I don't know which method to use as I don't know the specifics of your vehicle, but I'm surprised your mechanic didn't know.....

Anonymous said...

autozone reads codes for free

Anonymous said...

The law requires OBDII on 96 and newer autos. I hope your mechanic pulls both your legs so they end up even.
Daryl

hiswiserangel said...

The momvan is a 1995 GMC Safari.

drjim said...

Here ya' go:

http://www.obd-codes.com/faq/read-gm-2-digit-obd-codes-free.php

And they give you a link to what the codes mean.

Anonymous said...

Angel, are you by any chance using "cheap gas" meaning non-name brand gas? I had an old Plymouth that once developed symptoms just like you describe (stalling at idle, but ran OK at higher RPMs). I cleaned and rebuilt the carburetor (yes, it had one of those--no fuel injection), but with no change in the symptoms. I then took the carb to a buddy who worked at a carb shop, and he tested it and said my carburetor was fine. He then asked me where I bought my gas, and I said "Gas N Go" (an off-brand). He asked how long I had been buying gas there, and I said, "about a month." He then asked how long I had been having the symptoms, and I said, "about a month--doh!" He then told me to wait until the gas tank was almost empty, and then to fill the tank with a name brand gas. I filled it with Shell, and I could tell when the Shell gas made it to the carburetor as the idle speed picked up, no more stalling, etc.

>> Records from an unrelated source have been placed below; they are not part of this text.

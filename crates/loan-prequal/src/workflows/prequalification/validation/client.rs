use std::collections::BTreeMap;

use serde::{Deserialize, Serialize};

use super::super::domain::Field;
use super::checks::{
    check_age, check_amount, check_email, check_full_name, check_loan_purpose,
    check_phone_number, AmountBounds, FieldViolation, LOAN_AMOUNT_BOUNDS, MONTHLY_INCOME_BOUNDS,
};

/// Raw text exactly as typed into the form.
#[derive(Debug, Clone, Default, PartialEq, Eq, Serialize, Deserialize)]
#[serde(rename_all = "camelCase")]
pub struct FormValues {
    pub full_name: String,
    pub phone_number: String,
    pub monthly_income: String,
    pub loan_amount: String,
    pub loan_purpose: String,
    pub age: String,
    pub email: String,
}

impl FormValues {
    pub fn get(&self, field: Field) -> &str {
        match field {
            Field::FullName => &self.full_name,
            Field::MonthlyIncome => &self.monthly_income,
            Field::LoanAmount => &self.loan_amount,
            Field::LoanPurpose => &self.loan_purpose,
            Field::Age => &self.age,
            Field::PhoneNumber => &self.phone_number,
            Field::Email => &self.email,
        }
    }

    pub fn set(&mut self, field: Field, value: impl Into<String>) {
        let slot = match field {
            Field::FullName => &mut self.full_name,
            Field::MonthlyIncome => &mut self.monthly_income,
            Field::LoanAmount => &mut self.loan_amount,
            Field::LoanPurpose => &mut self.loan_purpose,
            Field::Age => &mut self.age,
            Field::PhoneNumber => &mut self.phone_number,
            Field::Email => &mut self.email,
        };
        *slot = value.into();
    }
}

/// Per-field messages for the fields that currently fail. A key is present only
/// while its field is invalid.
#[derive(Debug, Clone, Default, PartialEq, Eq, Serialize)]
#[serde(transparent)]
pub struct FieldErrors(BTreeMap<Field, String>);

impl FieldErrors {
    pub fn is_valid(&self) -> bool {
        self.0.is_empty()
    }

    pub fn len(&self) -> usize {
        self.0.len()
    }

    pub fn is_empty(&self) -> bool {
        self.0.is_empty()
    }

    pub fn get(&self, field: Field) -> Option<&str> {
        self.0.get(&field).map(String::as_str)
    }

    pub fn contains(&self, field: Field) -> bool {
        self.0.contains_key(&field)
    }

    /// Failing fields in declared order.
    pub fn iter(&self) -> impl Iterator<Item = (Field, &str)> {
        self.0.iter().map(|(field, message)| (*field, message.as_str()))
    }

    /// Copy of the map without `field`.
    pub fn without(&self, field: Field) -> Self {
        let mut entries = self.0.clone();
        entries.remove(&field);
        Self(entries)
    }
}

impl FromIterator<(Field, String)> for FieldErrors {
    fn from_iter<I: IntoIterator<Item = (Field, String)>>(iter: I) -> Self {
        Self(iter.into_iter().collect())
    }
}

fn client_message(field: Field, violation: FieldViolation) -> String {
    let label = field.label();
    match violation {
        FieldViolation::Required => format!("{label} is required"),
        FieldViolation::TooShort { min } => {
            format!("{label} must be at least {min} characters")
        }
        FieldViolation::TooLong { max } => {
            format!("{label} must not exceed {max} characters")
        }
        FieldViolation::InvalidNumber => match field {
            Field::MonthlyIncome => "Please enter a valid income amount".to_string(),
            _ => format!("Please enter a valid {}", label.to_lowercase()),
        },
        FieldViolation::BelowMinimum { min } => {
            format!("{label} must be at least {}", group_thousands(min))
        }
        FieldViolation::AboveMaximum { max } => {
            format!("{label} must not exceed {}", group_thousands(max))
        }
        FieldViolation::InvalidSelection => "Please select a valid loan purpose".to_string(),
        FieldViolation::NotPositiveInteger => format!("{label} must be a number greater than 0"),
        FieldViolation::NotNumeric | FieldViolation::WrongLength { .. } => {
            "Phone number must be exactly 10 digits and contain only numbers 0-9".to_string()
        }
        FieldViolation::InvalidFormat => "Please enter a valid email address".to_string(),
    }
}

/// Formats a whole amount as `5,000,000`.
pub(crate) fn group_thousands(value: f64) -> String {
    let digits = format!("{:.0}", value.abs());
    let mut grouped = String::with_capacity(digits.len() + digits.len() / 3);
    for (index, digit) in digits.chars().enumerate() {
        if index > 0 && (digits.len() - index) % 3 == 0 {
            grouped.push(',');
        }
        grouped.push(digit);
    }
    if value < 0.0 {
        grouped.insert(0, '-');
    }
    grouped
}

/// Parses currency text, tolerating surrounding whitespace and `,` thousands separators.
/// Separators must sit between well-formed groups: `50,000` parses, `5,0000` does not.
pub fn parse_amount(raw: &str) -> Option<f64> {
    let trimmed = raw.trim();
    let (whole, fraction) = match trimmed.split_once('.') {
        Some((whole, fraction)) => (whole, Some(fraction)),
        None => (trimmed, None),
    };

    if whole.contains(',') && !has_thousands_grouping(whole) {
        return None;
    }

    let mut cleaned: String = whole.chars().filter(|c| *c != ',').collect();
    if let Some(fraction) = fraction {
        cleaned.push('.');
        cleaned.push_str(fraction);
    }
    cleaned.parse::<f64>().ok()
}

fn has_thousands_grouping(whole: &str) -> bool {
    let digits = whole.strip_prefix('-').unwrap_or(whole);
    let mut groups = digits.split(',');
    let leading_ok = groups
        .next()
        .is_some_and(|group| (1..=3).contains(&group.len()) && is_all_digits(group));
    leading_ok && groups.all(|group| group.len() == 3 && is_all_digits(group))
}

fn is_all_digits(group: &str) -> bool {
    group.chars().all(|c| c.is_ascii_digit())
}

pub fn parse_age(raw: &str) -> Option<f64> {
    raw.trim().parse::<u64>().ok().map(|age| age as f64)
}

fn into_message(field: Field, result: Result<(), FieldViolation>) -> Option<String> {
    result.err().map(|violation| client_message(field, violation))
}

pub fn validate_full_name(raw: &str) -> Option<String> {
    into_message(Field::FullName, check_full_name(raw))
}

fn validate_amount(field: Field, raw: &str, bounds: AmountBounds) -> Option<String> {
    let result = if raw.trim().is_empty() {
        Err(FieldViolation::Required)
    } else {
        match parse_amount(raw) {
            Some(value) => check_amount(value, bounds),
            None => Err(FieldViolation::InvalidNumber),
        }
    };
    into_message(field, result)
}

pub fn validate_monthly_income(raw: &str) -> Option<String> {
    validate_amount(Field::MonthlyIncome, raw, MONTHLY_INCOME_BOUNDS)
}

pub fn validate_loan_amount(raw: &str) -> Option<String> {
    validate_amount(Field::LoanAmount, raw, LOAN_AMOUNT_BOUNDS)
}

pub fn validate_loan_purpose(raw: &str) -> Option<String> {
    into_message(Field::LoanPurpose, check_loan_purpose(raw).map(|_| ()))
}

pub fn validate_age(raw: &str) -> Option<String> {
    let result = if raw.trim().is_empty() {
        Err(FieldViolation::Required)
    } else {
        parse_age(raw)
            .ok_or(FieldViolation::NotPositiveInteger)
            .and_then(check_age)
            .map(|_| ())
    };
    into_message(Field::Age, result)
}

pub fn validate_phone_number(raw: &str) -> Option<String> {
    into_message(Field::PhoneNumber, check_phone_number(raw).map(|_| ()))
}

pub fn validate_email(raw: &str) -> Option<String> {
    into_message(Field::Email, check_email(raw))
}

pub fn validate_field(field: Field, raw: &str) -> Option<String> {
    match field {
        Field::FullName => validate_full_name(raw),
        Field::MonthlyIncome => validate_monthly_income(raw),
        Field::LoanAmount => validate_loan_amount(raw),
        Field::LoanPurpose => validate_loan_purpose(raw),
        Field::Age => validate_age(raw),
        Field::PhoneNumber => validate_phone_number(raw),
        Field::Email => validate_email(raw),
    }
}

/// Runs every field validator and keeps only the failures.
pub fn validate_form(values: &FormValues) -> FieldErrors {
    Field::ALL
        .into_iter()
        .filter_map(|field| {
            validate_field(field, values.get(field)).map(|message| (field, message))
        })
        .collect()
}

So before you spend tons of money on repairs, check the quality of the gasoline you are feeding your beast. Other things to check would be a poisoned/plugged catalytic converter, but if it runs fine at highway RPMs that's probably not what the problem is.

Rusty

Anonymous said...

prayers, and wishin I could send other "spirits" to help you make it thru......

vaquero viejo

Unknown said...

Idle air control motor

Unknown said...

Or a set of plugs cap rotor and wires . betting former

pigpen51 said...

Angel,
You know what they say, when life hands you lemons,... throw them at the head of the first sob that pisses you of until he runs away screaming for mercy. It won't help, but it will make you feel a little better. Of course, not as good as Xanax but I am afraid you are on your own there. Seriously, I feel for you, been in your shoes so many times, I have blisters.

Anonymous said...

There is a rash of bad capacitors in the ignition voltage control circuit on the engine control unit circuit board. It's something to check when an engine starts acting weird and the fault codes are merely symptons. You have to pull the computer out and open it up and you can actually see brown stains and board damage around the ruptured capacitors. If it is only a minor rupture sometimes you can actually solder a new capacitor in. If it has leaked to the extent that the board is damaged you'll have to replace the computer. Go read the Wikipedia article "capacitor plague". Your vehicle is out of the time frame but I chased one of these around a 94 Toyota for a year before I found the bad cap. I can't be sure that's what it is but it is something to check. Enjoying the same lovely weather here North of the DFW metroplex as you.

c w swanson said...

Apply the "5 year rule" to stuff like this.

Will I even remember this in five years? If not, or I'll remember it as being funny, then it's not really all that important, although it seems so now.